*** Given information Section Begins ***

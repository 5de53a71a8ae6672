//! The immutable rates provider.
//!
//! This module provides [`RatesProvider`], the per-calculation aggregate
//! mapping currencies to discount curves and credit identifiers to credit
//! curves. Every update operation produces a structurally new provider;
//! curves are held behind `Arc` so unaffected entries are shared, not
//! copied.

use std::collections::HashMap;
use std::sync::Arc;

use num_traits::Float;

use super::curves::{CreditCurve, CreditCurveId, NodalCurve};
use super::error::MarketDataError;
use crate::types::{Currency, Date};

/// Immutable aggregate of discount and credit curves for one valuation.
///
/// The provider is read-only for the lifetime of a calculation: the
/// `with_*` operations return a new provider with one entry replaced and
/// every other curve shared via `Arc`, so concurrent readers of the base
/// provider never observe a mutation.
///
/// # Type Parameters
///
/// * `T` - Floating-point type (e.g., `f64`)
///
/// # Examples
///
/// ```
/// use risk_core::market_data::RatesProvider;
/// use risk_core::market_data::curves::{CurveName, NodalCurve};
/// use risk_core::types::{Currency, Date};
///
/// let curve = NodalCurve::new(
///     CurveName::new("USD Discount"),
///     vec!["1Y".into(), "5Y".into()],
///     vec![1.0, 5.0],
///     vec![0.01_f64, 0.015],
/// )
/// .unwrap();
///
/// let provider = RatesProvider::new(Date::from_ymd(2014, 10, 16).unwrap())
///     .with_discount_curve(Currency::USD, curve);
///
/// assert!(provider.discount_curve(Currency::USD).is_some());
/// assert!(provider.discount_curve(Currency::EUR).is_none());
/// ```
#[derive(Debug, Clone)]
pub struct RatesProvider<T: Float> {
    /// Valuation date for every curve in the aggregate
    valuation_date: Date,
    /// Discount curves keyed by currency
    discount_curves: HashMap<Currency, Arc<NodalCurve<T>>>,
    /// Credit curves keyed by reference identifier
    credit_curves: HashMap<CreditCurveId, Arc<CreditCurve<T>>>,
}

impl<T: Float> RatesProvider<T> {
    /// Creates an empty provider for the given valuation date.
    pub fn new(valuation_date: Date) -> Self {
        Self {
            valuation_date,
            discount_curves: HashMap::new(),
            credit_curves: HashMap::new(),
        }
    }

    /// Returns the valuation date.
    #[inline]
    pub fn valuation_date(&self) -> Date {
        self.valuation_date
    }

    /// Returns a new provider with the discount curve for `currency`
    /// replaced (or added).
    ///
    /// The curve maps are cloned at the map level only; every unaffected
    /// curve is shared with the original provider.
    #[must_use]
    pub fn with_discount_curve(&self, currency: Currency, curve: NodalCurve<T>) -> Self {
        let mut discount_curves = self.discount_curves.clone();
        discount_curves.insert(currency, Arc::new(curve));
        Self {
            valuation_date: self.valuation_date,
            discount_curves,
            credit_curves: self.credit_curves.clone(),
        }
    }

    /// Returns a new provider with an already-shared discount curve
    /// substituted for `currency`.
    ///
    /// Used by perturbation loops that hold curves behind `Arc` already.
    #[must_use]
    pub fn with_discount_curve_arc(
        &self,
        currency: Currency,
        curve: Arc<NodalCurve<T>>,
    ) -> Self {
        let mut discount_curves = self.discount_curves.clone();
        discount_curves.insert(currency, curve);
        Self {
            valuation_date: self.valuation_date,
            discount_curves,
            credit_curves: self.credit_curves.clone(),
        }
    }

    /// Returns a new provider with the credit curve for `id` replaced
    /// (or added).
    #[must_use]
    pub fn with_credit_curve(&self, id: CreditCurveId, curve: CreditCurve<T>) -> Self {
        let mut credit_curves = self.credit_curves.clone();
        credit_curves.insert(id, Arc::new(curve));
        Self {
            valuation_date: self.valuation_date,
            discount_curves: self.discount_curves.clone(),
            credit_curves,
        }
    }

    /// Returns the discount curve for `currency`, if present.
    #[inline]
    pub fn discount_curve(&self, currency: Currency) -> Option<&Arc<NodalCurve<T>>> {
        self.discount_curves.get(&currency)
    }

    /// Returns the discount curve for `currency`, or an error.
    pub fn discount_curve_or_err(
        &self,
        currency: Currency,
    ) -> Result<&Arc<NodalCurve<T>>, MarketDataError> {
        self.discount_curves
            .get(&currency)
            .ok_or(MarketDataError::DiscountCurveNotFound { currency })
    }

    /// Returns the credit curve for `id`, if present.
    #[inline]
    pub fn credit_curve(&self, id: &CreditCurveId) -> Option<&Arc<CreditCurve<T>>> {
        self.credit_curves.get(id)
    }

    /// Returns the credit curve for `id`, or an error.
    pub fn credit_curve_or_err(
        &self,
        id: &CreditCurveId,
    ) -> Result<&Arc<CreditCurve<T>>, MarketDataError> {
        self.credit_curves
            .get(id)
            .ok_or_else(|| MarketDataError::CreditCurveNotFound {
                id: id.as_str().to_string(),
            })
    }

    /// Iterates over (currency, discount curve) pairs.
    #[inline]
    pub fn discount_curves(&self) -> impl Iterator<Item = (&Currency, &Arc<NodalCurve<T>>)> {
        self.discount_curves.iter()
    }

    /// Iterates over (identifier, credit curve) pairs.
    #[inline]
    pub fn credit_curves(&self) -> impl Iterator<Item = (&CreditCurveId, &Arc<CreditCurve<T>>)> {
        self.credit_curves.iter()
    }

    /// Returns the number of discount curves.
    #[inline]
    pub fn discount_curve_count(&self) -> usize {
        self.discount_curves.len()
    }
}

#[cfg(test)]
mod tests {
    use super::*;
    use crate::market_data::curves::CurveName;

    fn curve(name: &str, values: &[f64]) -> NodalCurve<f64> {
        NodalCurve::new(
            CurveName::new(name),
            vec!["1Y".into(), "5Y".into(), "10Y".into()],
            vec![1.0, 5.0, 10.0],
            values.to_vec(),
        )
        .unwrap()
    }

    fn sample_provider() -> RatesProvider<f64> {
        RatesProvider::new(Date::from_ymd(2014, 10, 16).unwrap())
            .with_discount_curve(Currency::USD, curve("USD Discount", &[0.01, 0.015, 0.02]))
            .with_discount_curve(Currency::EUR, curve("EUR Discount", &[0.005, 0.008, 0.011]))
    }

    #[test]
    fn test_lookup_by_currency() {
        let provider = sample_provider();
        assert_eq!(
            provider
                .discount_curve(Currency::USD)
                .unwrap()
                .name()
                .as_str(),
            "USD Discount"
        );
        assert!(provider.discount_curve(Currency::GBP).is_none());
    }

    #[test]
    fn test_lookup_or_err() {
        let provider = sample_provider();
        match provider.discount_curve_or_err(Currency::GBP) {
            Err(MarketDataError::DiscountCurveNotFound { currency }) => {
                assert_eq!(currency, Currency::GBP)
            }
            _ => panic!("Expected DiscountCurveNotFound error"),
        }
    }

    #[test]
    fn test_with_discount_curve_shares_unaffected_curves() {
        let provider = sample_provider();
        let eur_before = Arc::clone(provider.discount_curve(Currency::EUR).unwrap());

        let updated = provider
            .with_discount_curve(Currency::USD, curve("USD Discount", &[0.02, 0.025, 0.03]));

        // EUR curve is the very same allocation, not a copy
        let eur_after = updated.discount_curve(Currency::EUR).unwrap();
        assert!(Arc::ptr_eq(&eur_before, eur_after));

        // USD curve was replaced in the new provider only
        assert_eq!(
            provider.discount_curve(Currency::USD).unwrap().values()[0],
            0.01
        );
        assert_eq!(
            updated.discount_curve(Currency::USD).unwrap().values()[0],
            0.02
        );
    }

    #[test]
    fn test_with_credit_curve() {
        let credit = CreditCurve::new(
            CurveName::new("ACME Corp"),
            vec!["1Y".into(), "5Y".into()],
            vec![1.0, 5.0],
            vec![0.01, 0.012],
        )
        .unwrap();

        let id = CreditCurveId::new("ACME Corp:SENIOR");
        let provider = sample_provider().with_credit_curve(id.clone(), credit);

        assert!(provider.credit_curve(&id).is_some());
        assert!(provider
            .credit_curve(&CreditCurveId::new("OTHER"))
            .is_none());
    }

    #[test]
    fn test_credit_curve_or_err() {
        let provider = sample_provider();
        let id = CreditCurveId::new("MISSING");
        assert!(matches!(
            provider.credit_curve_or_err(&id),
            Err(MarketDataError::CreditCurveNotFound { .. })
        ));
    }

    #[test]
    fn test_discount_curves_iteration() {
        let provider = sample_provider();
        assert_eq!(provider.discount_curve_count(), 2);
        let currencies: Vec<_> = provider.discount_curves().map(|(c, _)| *c).collect();
        assert!(currencies.contains(&Currency::USD));
        assert!(currencies.contains(&Currency::EUR));
    }

    #[test]
    fn test_valuation_date() {
        let provider = sample_provider();
        assert_eq!(
            provider.valuation_date(),
            Date::from_ymd(2014, 10, 16).unwrap()
        );
    }
}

*** Given information Section Ends ***

Brief >> For the entries shown above, give the number of lines that include the word "Item", without any other text.

Your solution >> 2